=== DIRECTIONS ===
If a line of the data below holds the word "ReminderCheckRequest", list it.

=== INPUT RECORDS ===
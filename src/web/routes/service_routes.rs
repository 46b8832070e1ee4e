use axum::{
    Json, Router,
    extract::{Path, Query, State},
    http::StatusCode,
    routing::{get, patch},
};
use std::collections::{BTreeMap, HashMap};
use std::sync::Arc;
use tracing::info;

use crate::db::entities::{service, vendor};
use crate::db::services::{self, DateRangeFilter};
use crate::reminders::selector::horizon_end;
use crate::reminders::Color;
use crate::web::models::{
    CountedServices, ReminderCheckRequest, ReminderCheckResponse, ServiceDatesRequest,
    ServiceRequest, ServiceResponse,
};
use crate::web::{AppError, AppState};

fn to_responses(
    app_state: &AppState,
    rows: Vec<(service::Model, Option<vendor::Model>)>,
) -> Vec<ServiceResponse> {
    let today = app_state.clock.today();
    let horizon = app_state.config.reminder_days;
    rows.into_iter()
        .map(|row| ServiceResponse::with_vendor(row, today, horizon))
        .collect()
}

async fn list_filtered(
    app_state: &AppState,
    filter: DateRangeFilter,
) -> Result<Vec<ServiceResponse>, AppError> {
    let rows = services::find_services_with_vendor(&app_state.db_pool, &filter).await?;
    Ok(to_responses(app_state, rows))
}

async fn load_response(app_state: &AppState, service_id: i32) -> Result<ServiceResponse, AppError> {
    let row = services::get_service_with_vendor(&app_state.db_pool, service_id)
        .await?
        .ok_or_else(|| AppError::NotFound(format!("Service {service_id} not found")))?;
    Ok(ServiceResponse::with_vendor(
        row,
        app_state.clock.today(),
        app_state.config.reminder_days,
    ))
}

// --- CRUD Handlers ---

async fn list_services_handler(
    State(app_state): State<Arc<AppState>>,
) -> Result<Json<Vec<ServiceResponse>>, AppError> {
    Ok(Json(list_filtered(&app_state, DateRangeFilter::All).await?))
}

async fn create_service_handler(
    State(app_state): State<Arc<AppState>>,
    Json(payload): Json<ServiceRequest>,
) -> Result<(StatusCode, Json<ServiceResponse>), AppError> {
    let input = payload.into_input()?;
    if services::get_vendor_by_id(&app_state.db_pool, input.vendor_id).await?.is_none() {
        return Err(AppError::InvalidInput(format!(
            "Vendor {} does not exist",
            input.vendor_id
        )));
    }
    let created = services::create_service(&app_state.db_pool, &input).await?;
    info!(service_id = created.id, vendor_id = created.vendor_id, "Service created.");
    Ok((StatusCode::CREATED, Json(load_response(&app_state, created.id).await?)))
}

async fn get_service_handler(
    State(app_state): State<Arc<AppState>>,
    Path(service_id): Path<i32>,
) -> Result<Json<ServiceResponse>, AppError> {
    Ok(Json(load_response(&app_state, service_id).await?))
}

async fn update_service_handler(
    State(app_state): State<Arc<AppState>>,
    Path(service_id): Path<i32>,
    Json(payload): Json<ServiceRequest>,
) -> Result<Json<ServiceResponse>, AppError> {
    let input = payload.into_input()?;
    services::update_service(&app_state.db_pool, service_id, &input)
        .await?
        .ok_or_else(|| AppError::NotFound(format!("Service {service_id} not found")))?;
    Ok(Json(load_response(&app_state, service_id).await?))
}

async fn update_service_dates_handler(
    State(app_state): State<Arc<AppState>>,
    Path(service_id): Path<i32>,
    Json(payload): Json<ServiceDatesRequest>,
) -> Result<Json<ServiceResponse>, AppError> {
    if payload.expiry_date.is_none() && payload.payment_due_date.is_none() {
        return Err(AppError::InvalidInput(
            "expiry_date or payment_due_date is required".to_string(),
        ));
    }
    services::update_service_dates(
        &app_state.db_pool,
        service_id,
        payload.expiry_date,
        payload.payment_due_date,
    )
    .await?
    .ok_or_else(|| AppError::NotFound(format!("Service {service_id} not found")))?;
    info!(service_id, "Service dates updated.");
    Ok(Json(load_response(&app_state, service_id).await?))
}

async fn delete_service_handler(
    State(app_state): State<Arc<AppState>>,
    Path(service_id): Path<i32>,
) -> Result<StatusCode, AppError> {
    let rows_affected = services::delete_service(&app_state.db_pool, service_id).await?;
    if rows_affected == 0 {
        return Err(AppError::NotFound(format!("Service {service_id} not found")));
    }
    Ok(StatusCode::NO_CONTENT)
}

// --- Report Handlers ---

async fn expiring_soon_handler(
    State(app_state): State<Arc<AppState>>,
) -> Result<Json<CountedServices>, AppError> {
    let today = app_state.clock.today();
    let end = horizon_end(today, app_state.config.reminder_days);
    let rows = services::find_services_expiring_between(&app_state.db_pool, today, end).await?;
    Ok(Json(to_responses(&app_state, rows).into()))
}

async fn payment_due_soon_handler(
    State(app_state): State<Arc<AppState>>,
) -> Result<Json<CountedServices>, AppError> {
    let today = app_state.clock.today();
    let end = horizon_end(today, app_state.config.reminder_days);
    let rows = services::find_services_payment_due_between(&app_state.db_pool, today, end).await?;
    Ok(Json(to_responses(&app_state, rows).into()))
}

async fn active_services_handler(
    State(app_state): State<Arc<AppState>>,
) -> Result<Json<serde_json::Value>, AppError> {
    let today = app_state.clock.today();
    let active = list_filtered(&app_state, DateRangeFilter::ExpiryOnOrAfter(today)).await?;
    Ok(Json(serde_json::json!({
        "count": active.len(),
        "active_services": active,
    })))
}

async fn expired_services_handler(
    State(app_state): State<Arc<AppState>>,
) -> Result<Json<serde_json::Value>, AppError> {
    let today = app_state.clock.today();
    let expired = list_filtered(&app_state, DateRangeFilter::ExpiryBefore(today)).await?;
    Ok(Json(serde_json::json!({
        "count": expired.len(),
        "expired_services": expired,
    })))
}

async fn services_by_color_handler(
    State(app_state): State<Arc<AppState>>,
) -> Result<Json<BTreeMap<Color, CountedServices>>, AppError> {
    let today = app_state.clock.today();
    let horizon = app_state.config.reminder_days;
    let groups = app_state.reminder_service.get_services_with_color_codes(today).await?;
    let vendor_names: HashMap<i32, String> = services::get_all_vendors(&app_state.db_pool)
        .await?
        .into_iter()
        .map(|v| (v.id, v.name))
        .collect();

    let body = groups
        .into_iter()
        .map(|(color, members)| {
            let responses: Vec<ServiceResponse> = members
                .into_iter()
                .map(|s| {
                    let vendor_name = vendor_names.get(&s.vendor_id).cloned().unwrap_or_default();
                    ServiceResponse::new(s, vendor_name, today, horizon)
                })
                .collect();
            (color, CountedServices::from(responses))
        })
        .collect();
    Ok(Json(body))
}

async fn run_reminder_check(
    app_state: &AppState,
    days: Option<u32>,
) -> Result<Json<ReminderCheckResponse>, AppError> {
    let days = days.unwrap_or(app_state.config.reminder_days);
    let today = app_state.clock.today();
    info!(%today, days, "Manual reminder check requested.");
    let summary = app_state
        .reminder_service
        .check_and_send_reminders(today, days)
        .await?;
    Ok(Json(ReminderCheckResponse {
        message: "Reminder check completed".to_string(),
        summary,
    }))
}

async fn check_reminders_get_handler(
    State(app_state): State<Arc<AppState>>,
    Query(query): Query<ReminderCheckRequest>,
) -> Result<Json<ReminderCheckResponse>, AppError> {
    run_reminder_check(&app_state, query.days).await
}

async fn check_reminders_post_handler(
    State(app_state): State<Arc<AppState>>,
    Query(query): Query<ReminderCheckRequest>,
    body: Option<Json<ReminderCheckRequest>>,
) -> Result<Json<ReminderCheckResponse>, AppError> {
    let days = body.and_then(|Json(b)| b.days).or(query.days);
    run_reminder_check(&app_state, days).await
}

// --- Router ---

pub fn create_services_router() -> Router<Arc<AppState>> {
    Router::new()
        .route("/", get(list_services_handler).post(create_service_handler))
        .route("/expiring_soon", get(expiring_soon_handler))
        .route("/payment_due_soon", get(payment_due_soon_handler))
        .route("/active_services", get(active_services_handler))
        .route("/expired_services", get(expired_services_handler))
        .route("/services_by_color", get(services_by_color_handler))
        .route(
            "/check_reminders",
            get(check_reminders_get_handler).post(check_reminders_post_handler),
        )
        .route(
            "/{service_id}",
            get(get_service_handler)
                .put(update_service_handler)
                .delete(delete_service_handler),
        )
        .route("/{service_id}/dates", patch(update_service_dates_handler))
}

=== RESPONSE FOR THIS EXERCISE ===
    CountedServices, ReminderCheckRequest, ReminderCheckResponse, ServiceDatesRequest,
    Query(query): Query<ReminderCheckRequest>,
    Query(query): Query<ReminderCheckRequest>,
    body: Option<Json<ReminderCheckRequest>>,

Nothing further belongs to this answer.